INFORMATION:
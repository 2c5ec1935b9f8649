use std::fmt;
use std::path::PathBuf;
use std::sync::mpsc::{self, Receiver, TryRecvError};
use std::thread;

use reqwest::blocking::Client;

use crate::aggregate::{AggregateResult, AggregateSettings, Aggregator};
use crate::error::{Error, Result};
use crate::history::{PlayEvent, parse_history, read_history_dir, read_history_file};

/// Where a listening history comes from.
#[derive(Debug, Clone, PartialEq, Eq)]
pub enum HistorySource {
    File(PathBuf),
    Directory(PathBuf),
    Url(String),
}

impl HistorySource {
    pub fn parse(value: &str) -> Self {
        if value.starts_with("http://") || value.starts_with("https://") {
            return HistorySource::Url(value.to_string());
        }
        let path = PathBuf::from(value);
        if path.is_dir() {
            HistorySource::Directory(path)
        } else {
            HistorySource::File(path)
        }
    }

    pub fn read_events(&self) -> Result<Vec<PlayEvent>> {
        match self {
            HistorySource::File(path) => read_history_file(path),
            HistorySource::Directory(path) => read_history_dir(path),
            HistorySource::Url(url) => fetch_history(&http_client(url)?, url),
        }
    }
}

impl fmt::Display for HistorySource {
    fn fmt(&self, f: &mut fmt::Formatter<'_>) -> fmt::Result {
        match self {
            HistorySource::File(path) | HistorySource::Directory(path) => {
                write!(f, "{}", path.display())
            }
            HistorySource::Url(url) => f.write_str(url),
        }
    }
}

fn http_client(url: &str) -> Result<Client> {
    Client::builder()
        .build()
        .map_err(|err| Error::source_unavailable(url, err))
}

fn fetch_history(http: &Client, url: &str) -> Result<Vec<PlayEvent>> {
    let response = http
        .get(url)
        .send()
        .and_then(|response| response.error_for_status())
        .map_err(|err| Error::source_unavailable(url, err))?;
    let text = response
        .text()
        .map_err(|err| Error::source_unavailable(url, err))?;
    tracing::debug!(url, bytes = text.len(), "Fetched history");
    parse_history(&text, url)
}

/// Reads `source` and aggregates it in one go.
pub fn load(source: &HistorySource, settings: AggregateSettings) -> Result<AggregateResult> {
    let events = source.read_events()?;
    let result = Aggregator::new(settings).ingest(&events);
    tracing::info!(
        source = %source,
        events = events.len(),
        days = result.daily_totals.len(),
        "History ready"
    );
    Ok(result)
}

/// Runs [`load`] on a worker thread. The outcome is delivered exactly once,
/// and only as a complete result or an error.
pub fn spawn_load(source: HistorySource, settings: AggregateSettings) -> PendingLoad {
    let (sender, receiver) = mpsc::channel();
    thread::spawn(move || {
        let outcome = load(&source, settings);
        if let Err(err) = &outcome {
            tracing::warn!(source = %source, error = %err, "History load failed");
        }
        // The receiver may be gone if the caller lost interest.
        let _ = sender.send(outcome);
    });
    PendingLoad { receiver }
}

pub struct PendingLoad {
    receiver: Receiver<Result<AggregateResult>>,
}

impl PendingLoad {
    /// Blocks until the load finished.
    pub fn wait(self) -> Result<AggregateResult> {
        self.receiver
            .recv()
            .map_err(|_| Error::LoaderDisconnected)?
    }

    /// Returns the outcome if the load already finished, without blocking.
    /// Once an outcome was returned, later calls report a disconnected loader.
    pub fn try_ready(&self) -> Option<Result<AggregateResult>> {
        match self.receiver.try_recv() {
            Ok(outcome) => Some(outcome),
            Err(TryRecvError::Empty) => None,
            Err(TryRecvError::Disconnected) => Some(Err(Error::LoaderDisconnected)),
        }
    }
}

WHAT YOU NEED TO DO: Could you restate word for word the lines above, from the one that contains "caller lost interest." through the one that contains "finished, without blocking.", and no others?

WRITTEN SOLUTION:
        // The receiver may be gone if the caller lost interest.
        let _ = sender.send(outcome);
    });
    PendingLoad { receiver }
}

pub struct PendingLoad {
    receiver: Receiver<Result<AggregateResult>>,
}

impl PendingLoad {
    /// Blocks until the load finished.
    pub fn wait(self) -> Result<AggregateResult> {
        self.receiver
            .recv()
            .map_err(|_| Error::LoaderDisconnected)?
    }

    /// Returns the outcome if the load already finished, without blocking.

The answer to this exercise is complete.